● WHAT YOU ARE ASKED TO DO
Search the material and gather each line with "MissingUserHeader" in it.

--- DATA RECORDS Enclosed Below ---

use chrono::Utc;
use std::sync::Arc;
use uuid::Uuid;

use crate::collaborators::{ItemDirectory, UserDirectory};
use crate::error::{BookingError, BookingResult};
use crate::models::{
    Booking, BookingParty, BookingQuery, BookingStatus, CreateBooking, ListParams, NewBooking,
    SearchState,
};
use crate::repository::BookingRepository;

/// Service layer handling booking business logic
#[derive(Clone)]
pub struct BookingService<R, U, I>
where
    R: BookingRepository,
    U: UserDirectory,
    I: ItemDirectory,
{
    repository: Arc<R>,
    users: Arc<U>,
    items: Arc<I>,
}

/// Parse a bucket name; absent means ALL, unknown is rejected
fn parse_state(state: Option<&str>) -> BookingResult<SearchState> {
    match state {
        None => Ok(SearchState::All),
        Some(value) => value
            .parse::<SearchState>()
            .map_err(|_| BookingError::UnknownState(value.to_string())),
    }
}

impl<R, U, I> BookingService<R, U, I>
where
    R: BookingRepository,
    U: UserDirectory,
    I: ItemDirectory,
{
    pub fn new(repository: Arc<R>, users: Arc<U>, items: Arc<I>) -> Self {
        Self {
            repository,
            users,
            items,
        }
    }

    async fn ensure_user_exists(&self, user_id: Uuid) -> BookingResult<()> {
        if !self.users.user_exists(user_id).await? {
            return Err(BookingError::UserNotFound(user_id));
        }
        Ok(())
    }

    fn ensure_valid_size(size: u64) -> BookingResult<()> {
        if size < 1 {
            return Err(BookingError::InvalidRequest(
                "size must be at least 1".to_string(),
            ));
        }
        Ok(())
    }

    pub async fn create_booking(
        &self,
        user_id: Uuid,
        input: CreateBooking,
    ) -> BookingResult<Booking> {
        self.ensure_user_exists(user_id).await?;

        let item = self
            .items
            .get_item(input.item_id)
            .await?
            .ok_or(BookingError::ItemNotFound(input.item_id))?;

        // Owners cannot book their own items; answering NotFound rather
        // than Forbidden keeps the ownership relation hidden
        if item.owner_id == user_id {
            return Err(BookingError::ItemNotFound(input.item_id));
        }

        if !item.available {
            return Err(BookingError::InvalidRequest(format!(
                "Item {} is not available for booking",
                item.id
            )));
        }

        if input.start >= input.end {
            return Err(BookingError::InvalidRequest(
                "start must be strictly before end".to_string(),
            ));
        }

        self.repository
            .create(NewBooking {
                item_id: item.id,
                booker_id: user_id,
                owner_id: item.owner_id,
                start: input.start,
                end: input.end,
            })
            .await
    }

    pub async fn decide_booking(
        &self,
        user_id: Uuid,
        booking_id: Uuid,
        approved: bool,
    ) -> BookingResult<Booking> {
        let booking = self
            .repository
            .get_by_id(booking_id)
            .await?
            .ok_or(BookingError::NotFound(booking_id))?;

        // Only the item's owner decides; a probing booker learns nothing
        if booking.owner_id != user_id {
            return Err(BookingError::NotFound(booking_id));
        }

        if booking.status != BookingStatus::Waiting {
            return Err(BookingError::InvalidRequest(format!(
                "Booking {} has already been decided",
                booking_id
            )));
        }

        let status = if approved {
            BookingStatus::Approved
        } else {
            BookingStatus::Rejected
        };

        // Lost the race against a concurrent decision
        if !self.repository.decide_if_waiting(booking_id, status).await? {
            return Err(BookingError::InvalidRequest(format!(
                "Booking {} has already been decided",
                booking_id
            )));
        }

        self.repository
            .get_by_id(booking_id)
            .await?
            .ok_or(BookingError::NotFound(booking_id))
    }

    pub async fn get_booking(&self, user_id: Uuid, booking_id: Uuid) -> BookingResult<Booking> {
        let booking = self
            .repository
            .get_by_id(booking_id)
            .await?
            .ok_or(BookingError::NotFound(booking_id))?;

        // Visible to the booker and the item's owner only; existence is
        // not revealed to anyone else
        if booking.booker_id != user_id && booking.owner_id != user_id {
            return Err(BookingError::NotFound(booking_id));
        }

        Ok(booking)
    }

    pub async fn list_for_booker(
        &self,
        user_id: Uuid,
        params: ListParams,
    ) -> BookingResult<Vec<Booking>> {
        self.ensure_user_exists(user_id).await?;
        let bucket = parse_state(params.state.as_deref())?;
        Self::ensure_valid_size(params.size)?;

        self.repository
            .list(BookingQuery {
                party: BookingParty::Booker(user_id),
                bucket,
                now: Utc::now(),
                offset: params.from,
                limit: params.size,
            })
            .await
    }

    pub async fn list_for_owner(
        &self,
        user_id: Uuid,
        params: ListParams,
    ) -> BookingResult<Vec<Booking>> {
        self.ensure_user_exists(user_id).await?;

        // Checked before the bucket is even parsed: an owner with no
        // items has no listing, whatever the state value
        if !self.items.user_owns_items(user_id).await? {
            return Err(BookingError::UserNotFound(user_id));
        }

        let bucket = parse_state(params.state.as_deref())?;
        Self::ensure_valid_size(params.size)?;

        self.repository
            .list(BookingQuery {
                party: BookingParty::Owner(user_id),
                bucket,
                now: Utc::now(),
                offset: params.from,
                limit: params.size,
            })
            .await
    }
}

--- End of Enclosed DATA RECORDS ---
--- DATA RECORDS Enclosed Below ---

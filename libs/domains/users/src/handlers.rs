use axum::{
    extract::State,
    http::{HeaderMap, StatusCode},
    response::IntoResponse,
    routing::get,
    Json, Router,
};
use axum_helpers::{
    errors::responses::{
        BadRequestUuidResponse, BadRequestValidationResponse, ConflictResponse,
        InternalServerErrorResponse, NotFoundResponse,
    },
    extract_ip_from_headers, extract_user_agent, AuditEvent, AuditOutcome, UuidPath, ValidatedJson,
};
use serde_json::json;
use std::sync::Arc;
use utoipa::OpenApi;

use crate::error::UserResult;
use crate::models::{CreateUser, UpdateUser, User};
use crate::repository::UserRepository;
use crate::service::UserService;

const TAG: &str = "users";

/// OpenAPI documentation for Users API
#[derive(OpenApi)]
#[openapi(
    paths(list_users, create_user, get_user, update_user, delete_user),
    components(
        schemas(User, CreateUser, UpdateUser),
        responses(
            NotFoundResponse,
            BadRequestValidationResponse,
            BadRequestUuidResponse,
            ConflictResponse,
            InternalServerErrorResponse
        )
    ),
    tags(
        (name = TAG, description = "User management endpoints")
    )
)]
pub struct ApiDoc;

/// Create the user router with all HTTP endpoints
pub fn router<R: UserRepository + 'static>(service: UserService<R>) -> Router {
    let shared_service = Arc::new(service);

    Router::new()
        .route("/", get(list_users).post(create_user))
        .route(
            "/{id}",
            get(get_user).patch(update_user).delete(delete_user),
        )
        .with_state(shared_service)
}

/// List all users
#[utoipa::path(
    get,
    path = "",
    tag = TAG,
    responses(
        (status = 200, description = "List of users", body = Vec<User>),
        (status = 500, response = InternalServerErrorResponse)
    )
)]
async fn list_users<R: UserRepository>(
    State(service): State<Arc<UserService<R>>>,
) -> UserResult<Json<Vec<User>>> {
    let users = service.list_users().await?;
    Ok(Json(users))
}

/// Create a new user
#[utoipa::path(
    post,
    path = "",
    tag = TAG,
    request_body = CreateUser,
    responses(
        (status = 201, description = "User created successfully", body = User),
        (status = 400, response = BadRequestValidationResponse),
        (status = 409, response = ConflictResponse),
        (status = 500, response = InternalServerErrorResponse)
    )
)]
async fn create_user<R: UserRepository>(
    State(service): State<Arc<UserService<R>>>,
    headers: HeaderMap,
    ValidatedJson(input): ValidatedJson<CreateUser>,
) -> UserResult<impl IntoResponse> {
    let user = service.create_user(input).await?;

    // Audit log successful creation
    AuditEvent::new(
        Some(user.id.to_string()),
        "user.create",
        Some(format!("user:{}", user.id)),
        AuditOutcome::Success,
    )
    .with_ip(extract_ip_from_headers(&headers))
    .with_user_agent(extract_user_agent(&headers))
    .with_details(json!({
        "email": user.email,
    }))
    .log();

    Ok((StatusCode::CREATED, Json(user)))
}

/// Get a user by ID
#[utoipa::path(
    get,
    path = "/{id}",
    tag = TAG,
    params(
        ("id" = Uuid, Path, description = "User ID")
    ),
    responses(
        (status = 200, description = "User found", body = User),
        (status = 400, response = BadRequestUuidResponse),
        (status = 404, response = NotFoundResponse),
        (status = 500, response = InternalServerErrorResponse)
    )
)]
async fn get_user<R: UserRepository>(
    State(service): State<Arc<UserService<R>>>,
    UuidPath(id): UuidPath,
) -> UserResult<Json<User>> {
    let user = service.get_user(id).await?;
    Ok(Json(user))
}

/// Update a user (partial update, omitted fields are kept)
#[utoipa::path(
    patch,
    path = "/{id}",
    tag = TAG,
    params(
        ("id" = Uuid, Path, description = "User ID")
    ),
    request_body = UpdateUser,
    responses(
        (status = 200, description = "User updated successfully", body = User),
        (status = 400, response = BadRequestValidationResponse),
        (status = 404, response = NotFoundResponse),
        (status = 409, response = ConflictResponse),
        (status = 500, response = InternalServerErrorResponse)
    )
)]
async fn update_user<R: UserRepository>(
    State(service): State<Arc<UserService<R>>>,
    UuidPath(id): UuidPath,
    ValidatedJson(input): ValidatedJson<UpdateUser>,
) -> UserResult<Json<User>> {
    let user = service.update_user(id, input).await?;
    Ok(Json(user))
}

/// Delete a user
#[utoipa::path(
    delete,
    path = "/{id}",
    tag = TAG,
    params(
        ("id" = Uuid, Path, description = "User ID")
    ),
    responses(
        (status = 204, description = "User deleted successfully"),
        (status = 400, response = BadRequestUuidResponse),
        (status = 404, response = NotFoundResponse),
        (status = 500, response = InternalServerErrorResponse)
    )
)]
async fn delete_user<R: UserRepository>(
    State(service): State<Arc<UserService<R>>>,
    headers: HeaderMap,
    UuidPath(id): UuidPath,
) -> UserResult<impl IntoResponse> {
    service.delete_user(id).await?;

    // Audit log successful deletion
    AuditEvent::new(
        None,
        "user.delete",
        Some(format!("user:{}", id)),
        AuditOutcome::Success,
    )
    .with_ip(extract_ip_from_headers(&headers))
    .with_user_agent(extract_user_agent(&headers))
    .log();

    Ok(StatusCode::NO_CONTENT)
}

--- End of Enclosed DATA RECORDS ---
--- DATA RECORDS Enclosed Below ---

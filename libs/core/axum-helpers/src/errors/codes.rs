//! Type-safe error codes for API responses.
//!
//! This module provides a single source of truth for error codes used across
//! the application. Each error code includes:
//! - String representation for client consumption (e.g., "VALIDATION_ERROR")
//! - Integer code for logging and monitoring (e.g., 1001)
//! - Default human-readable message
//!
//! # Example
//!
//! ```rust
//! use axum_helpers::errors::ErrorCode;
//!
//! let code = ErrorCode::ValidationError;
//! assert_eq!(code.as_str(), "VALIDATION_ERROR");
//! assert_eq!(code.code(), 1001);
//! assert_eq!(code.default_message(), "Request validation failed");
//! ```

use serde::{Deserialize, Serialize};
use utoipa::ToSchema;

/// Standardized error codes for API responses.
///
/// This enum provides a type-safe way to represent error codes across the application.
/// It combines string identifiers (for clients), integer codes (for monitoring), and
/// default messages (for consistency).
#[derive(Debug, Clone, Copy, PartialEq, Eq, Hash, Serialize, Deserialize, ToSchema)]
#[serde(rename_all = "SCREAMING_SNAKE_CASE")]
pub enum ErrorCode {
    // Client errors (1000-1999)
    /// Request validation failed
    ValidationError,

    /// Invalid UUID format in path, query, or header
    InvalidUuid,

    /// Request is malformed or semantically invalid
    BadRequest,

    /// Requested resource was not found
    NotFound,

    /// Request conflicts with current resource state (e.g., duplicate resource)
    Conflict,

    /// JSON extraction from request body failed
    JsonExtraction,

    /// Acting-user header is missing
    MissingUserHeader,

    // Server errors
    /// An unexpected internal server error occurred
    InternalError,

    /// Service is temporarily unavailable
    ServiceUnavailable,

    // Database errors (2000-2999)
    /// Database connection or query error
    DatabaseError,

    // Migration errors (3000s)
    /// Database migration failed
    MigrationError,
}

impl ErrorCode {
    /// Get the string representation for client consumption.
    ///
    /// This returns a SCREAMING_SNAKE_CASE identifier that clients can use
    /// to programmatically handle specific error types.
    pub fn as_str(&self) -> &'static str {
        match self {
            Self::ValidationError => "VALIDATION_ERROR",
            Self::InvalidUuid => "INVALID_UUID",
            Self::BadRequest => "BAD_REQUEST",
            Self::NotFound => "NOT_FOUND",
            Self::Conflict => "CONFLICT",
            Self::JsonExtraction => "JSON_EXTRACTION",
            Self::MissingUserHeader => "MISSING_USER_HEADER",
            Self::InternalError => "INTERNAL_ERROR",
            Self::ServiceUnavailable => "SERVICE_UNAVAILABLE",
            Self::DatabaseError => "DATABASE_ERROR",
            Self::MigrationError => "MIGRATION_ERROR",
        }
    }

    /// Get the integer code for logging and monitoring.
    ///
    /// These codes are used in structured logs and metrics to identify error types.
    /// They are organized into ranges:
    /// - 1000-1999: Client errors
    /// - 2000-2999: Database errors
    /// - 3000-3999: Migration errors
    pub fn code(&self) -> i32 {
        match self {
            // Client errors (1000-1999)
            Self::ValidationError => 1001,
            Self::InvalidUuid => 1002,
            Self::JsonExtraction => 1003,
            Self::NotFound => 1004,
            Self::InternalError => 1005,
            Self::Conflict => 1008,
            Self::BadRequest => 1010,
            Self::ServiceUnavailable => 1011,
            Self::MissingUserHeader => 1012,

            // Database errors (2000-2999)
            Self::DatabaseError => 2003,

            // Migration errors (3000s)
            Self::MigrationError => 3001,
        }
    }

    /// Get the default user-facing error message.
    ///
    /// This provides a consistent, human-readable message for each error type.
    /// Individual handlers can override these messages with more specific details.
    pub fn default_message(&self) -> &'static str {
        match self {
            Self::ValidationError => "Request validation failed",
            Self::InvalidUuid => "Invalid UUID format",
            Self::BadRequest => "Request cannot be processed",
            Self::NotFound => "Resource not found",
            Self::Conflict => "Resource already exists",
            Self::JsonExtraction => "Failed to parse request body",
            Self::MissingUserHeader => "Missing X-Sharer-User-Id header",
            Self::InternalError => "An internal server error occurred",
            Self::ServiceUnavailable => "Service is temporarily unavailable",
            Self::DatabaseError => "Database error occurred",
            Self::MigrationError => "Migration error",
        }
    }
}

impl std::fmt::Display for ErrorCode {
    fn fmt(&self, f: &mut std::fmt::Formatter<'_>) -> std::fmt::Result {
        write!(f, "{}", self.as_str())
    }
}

--- End of Enclosed DATA RECORDS ---

● WRITTEN ANSWER
    MissingUserHeader,
            Self::MissingUserHeader => "MISSING_USER_HEADER",
            Self::MissingUserHeader => 1012,
            Self::MissingUserHeader => "Missing X-Sharer-User-Id header",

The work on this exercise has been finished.